Problem to work on: Report the number of lines holding "collect" in the material below, and nothing more.
Start of Block
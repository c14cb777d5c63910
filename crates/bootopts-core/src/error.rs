//! Resolution error types.

use thiserror::Error;

/// Result alias used throughout the crate.
pub type OptionsResult<T> = Result<T, OptionsError>;

/// Errors that can occur while building a descriptor table or resolving options.
///
/// Every variant names the offending option(s).
#[derive(Error, Debug, Clone, PartialEq, Eq)]
pub enum OptionsError {
    /// The identifier is not declared in the descriptor table.
    #[error("unknown option: {option}")]
    UnknownOption {
        /// The unknown identifier.
        option: String,
    },

    /// A source could not be read (I/O failure, malformed encoding, bad syntax).
    #[error("failed to read source {origin}: {reason}")]
    SourceRead {
        /// Label of the failing source.
        origin: String,
        /// Explanation of the failure.
        reason: String,
    },

    /// A raw value could not be converted to the option's kind.
    #[error("option {option} from {origin}: cannot read {value:?} as {expected}")]
    TypeMismatch {
        /// The option being resolved.
        option: String,
        /// Where the value came from.
        origin: String,
        /// The offending raw value.
        value: String,
        /// The expected value kind.
        expected: String,
    },

    /// A typed value was rejected by the option's validator.
    #[error("invalid value for option {option}: {reason}")]
    ValidationFailed {
        /// The option whose value was rejected.
        option: String,
        /// Explanation from the validator.
        reason: String,
    },

    /// Two or more resolved options contradict each other.
    #[error("inconsistent options [{}]: {reason}", .options.join(", "))]
    ConsistencyViolation {
        /// Every option involved in the conflict.
        options: Vec<String>,
        /// Explanation of the conflict.
        reason: String,
    },

    /// An identifier was registered twice in the same table.
    #[error("option {option} is already registered")]
    DuplicateOption {
        /// The repeated identifier.
        option: String,
    },

    /// A descriptor is malformed (e.g. its default violates its own kind).
    #[error("invalid descriptor for option {option}: {reason}")]
    InvalidDescriptor {
        /// The option being registered.
        option: String,
        /// Explanation of the defect.
        reason: String,
    },
}

impl OptionsError {
    /// Create a new unknown option error.
    pub fn unknown_option(option: impl Into<String>) -> Self {
        Self::UnknownOption {
            option: option.into(),
        }
    }

    /// Create a new source read error.
    pub fn source_read(origin: impl Into<String>, reason: impl Into<String>) -> Self {
        Self::SourceRead {
            origin: origin.into(),
            reason: reason.into(),
        }
    }

    /// Create a new type mismatch error.
    pub fn type_mismatch(
        option: impl Into<String>,
        origin: impl Into<String>,
        value: impl Into<String>,
        expected: impl Into<String>,
    ) -> Self {
        Self::TypeMismatch {
            option: option.into(),
            origin: origin.into(),
            value: value.into(),
            expected: expected.into(),
        }
    }

    /// Create a new validation error.
    pub fn validation_failed(option: impl Into<String>, reason: impl Into<String>) -> Self {
        Self::ValidationFailed {
            option: option.into(),
            reason: reason.into(),
        }
    }

    /// Create a new consistency violation naming the conflicting options.
    pub fn consistency<I, S>(options: I, reason: impl Into<String>) -> Self
    where
        I: IntoIterator<Item = S>,
        S: Into<String>,
    {
        Self::ConsistencyViolation {
            options: options.into_iter().map(Into::into).collect(),
            reason: reason.into(),
        }
    }

    /// Create a new duplicate option error.
    pub fn duplicate_option(option: impl Into<String>) -> Self {
        Self::DuplicateOption {
            option: option.into(),
        }
    }

    /// Create a new invalid descriptor error.
    pub fn invalid_descriptor(option: impl Into<String>, reason: impl Into<String>) -> Self {
        Self::InvalidDescriptor {
            option: option.into(),
            reason: reason.into(),
        }
    }

    /// The option identifiers this error refers to, if any.
    pub fn options(&self) -> Vec<&str> {
        match self {
            Self::UnknownOption { option }
            | Self::TypeMismatch { option, .. }
            | Self::ValidationFailed { option, .. }
            | Self::DuplicateOption { option }
            | Self::InvalidDescriptor { option, .. } => vec![option.as_str()],
            Self::ConsistencyViolation { options, .. } => {
                options.iter().map(String::as_str).collect()
            }
            Self::SourceRead { .. } => Vec::new(),
        }
    }
}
End of Block
Expected answer: 2